On the other hand, it must be said that no country, my own
included, is paying an adequate share based on any reasonable
formula. And that, quite simply, is shocking. Worse, it deters
developing countries from asking for what they truly need because
they don't believe they can get it. People are dying at a rate of
three million a year, and we have the capacity to keep them alive,
and we can't summon sufficient resources. Overall, some $4.7
billion was spent in the global response to AIDS in 2003. UNAIDS
says a minimum of $10.5 billion is required by 2005, and $15.5
billion by 2007. Where will the dollars come from?
Microbicides
Third, this constant struggle for funding bedevils everything,
including the critical quest for a microbicide. But before I
address the question of microbicides, allow me to make a simple
point. The developed world has endorsed time and time again, at
conference after conference ad nauseam, the target of .7 per cent
of GNP --- seven-tenths of one per cent of GNP --- for foreign aid.

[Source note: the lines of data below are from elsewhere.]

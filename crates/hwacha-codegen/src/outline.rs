// SPDX-License-Identifier: (MIT OR Apache-2.0)

//! Outlining of block loops.
//!
//! The body of a `.__block_id_x` loop becomes its own function taking the
//! enclosing kernel's arguments. Inside it the loop variable is the block
//! lane index. The enclosing function only gets a call.

use hwacha_ir::{ScalarType, Stmt};
use tracing::debug;

use crate::emitter::{Binding, DeviceKernelEmitter, FunctionContext};
use crate::lane::IntrinsicId;
use crate::module::{FuncIndex, KernelRole};
use crate::scope::SymbolScope;
use crate::CodegenResult;

impl DeviceKernelEmitter {
    /// Emit `body` as `<enclosing>_stripmine_<n>` and return its index.
    ///
    /// Runs the full function emission sequence with a fresh context; the
    /// caller's context is not touched, and `scope` is left exactly as it
    /// was found whether or not emission succeeds.
    pub(crate) fn outline(
        &mut self,
        scope: &mut SymbolScope<Binding>,
        enclosing: &FunctionContext<'_>,
        loop_var: &str,
        index_ty: ScalarType,
        body: &Stmt,
    ) -> CodegenResult<FuncIndex> {
        let name = self.module_mut()?.next_outlined_name(&enclosing.name);
        debug!(parent = %enclosing.name, outlined = %name, var = loop_var, "outlining block loop");
        self.emit_function(
            scope,
            &name,
            &enclosing.args,
            KernelRole::Outlined { parent: enclosing.name.clone() },
            Some((loop_var, IntrinsicId::BlockIdX, index_ty)),
            body,
        )
    }
}
// SPDX-License-Identifier: (MIT OR Apache-2.0)

//! Kernel arguments supplied by the host.

use crate::ScalarType;

/// A formal parameter of a device kernel.
///
/// For buffers `ty` is the element type; the parameter itself is a
/// byte-addressed pointer. Argument order is part of the launch contract.
#[derive(Debug, Clone, PartialEq, Eq, Hash)]
#[cfg_attr(feature = "serde", derive(serde::Serialize, serde::Deserialize))]
pub struct DeviceArgument {
    pub name: String,
    pub ty: ScalarType,
    #[cfg_attr(feature = "serde", serde(default))]
    pub is_buffer: bool,
}

impl DeviceArgument {
    pub fn scalar(name: impl Into<String>, ty: ScalarType) -> Self {
        DeviceArgument { name: name.into(), ty, is_buffer: false }
    }

    pub fn buffer(name: impl Into<String>, elem_ty: ScalarType) -> Self {
        DeviceArgument { name: name.into(), ty: elem_ty, is_buffer: true }
    }
}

The only countries that have regularly reached or surpassed it are,
predictably, Norway, Denmark, Sweden and the Netherlands. Our
present annual official development assistance, from the OECD
countries, approximates $57 billion. According to Columbia
University's Dr.Jeffrey Sachs in his study on Macroeconomics and
Health, were we to reach an average of .7 of GNP, we would be at
$175 billion now, and $200 billion by 2007. The only figures I've
recently seen comparable to those are the cumulative expenditures
for Afghanistan and Iraq. Was there ever a double standard more
visible and egregious? People are dying in Malthusian numbers for
heaven's sake; people are dying.
And the majority of those people are now women. Hence the
scientific search for a microbicide. Women must somehow be given
control over a way to protect themselves from HIV, and that way is
microbicides.
As more and more research is done on the particular vulnerability
of women to infection, we're learning more about the situations in
which risk is paramount. And extraordinarily enough, according to
UNAIDS, the risk is particularly high in apparently monogamous
marriages and partnerships. Ironically, and lethally, in the age of
AIDS in Africa, marriage can be dangerous to women's health.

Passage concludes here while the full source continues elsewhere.